Pull every line that includes the word "port" from the data.

########

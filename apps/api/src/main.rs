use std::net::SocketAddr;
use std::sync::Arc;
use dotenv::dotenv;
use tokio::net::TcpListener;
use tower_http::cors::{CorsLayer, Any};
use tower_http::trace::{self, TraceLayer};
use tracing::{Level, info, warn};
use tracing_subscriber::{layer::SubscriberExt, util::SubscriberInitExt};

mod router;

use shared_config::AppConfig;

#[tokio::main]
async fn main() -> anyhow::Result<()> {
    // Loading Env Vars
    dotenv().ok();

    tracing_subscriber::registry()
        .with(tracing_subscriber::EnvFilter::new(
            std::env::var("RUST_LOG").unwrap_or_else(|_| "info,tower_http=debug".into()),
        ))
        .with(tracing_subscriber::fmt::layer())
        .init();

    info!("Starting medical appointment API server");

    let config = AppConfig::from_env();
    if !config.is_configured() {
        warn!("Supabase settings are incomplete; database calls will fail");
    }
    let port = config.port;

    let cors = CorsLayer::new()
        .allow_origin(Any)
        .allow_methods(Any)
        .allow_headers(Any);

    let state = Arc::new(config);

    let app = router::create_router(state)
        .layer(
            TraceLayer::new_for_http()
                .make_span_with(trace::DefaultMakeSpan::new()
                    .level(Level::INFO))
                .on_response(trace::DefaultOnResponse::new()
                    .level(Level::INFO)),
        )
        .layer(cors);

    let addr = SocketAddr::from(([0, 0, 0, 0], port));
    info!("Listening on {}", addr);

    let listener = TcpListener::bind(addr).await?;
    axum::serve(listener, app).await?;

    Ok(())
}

########

▶ _Written answer_
    let port = config.port;
    let addr = SocketAddr::from(([0, 0, 0, 0], port));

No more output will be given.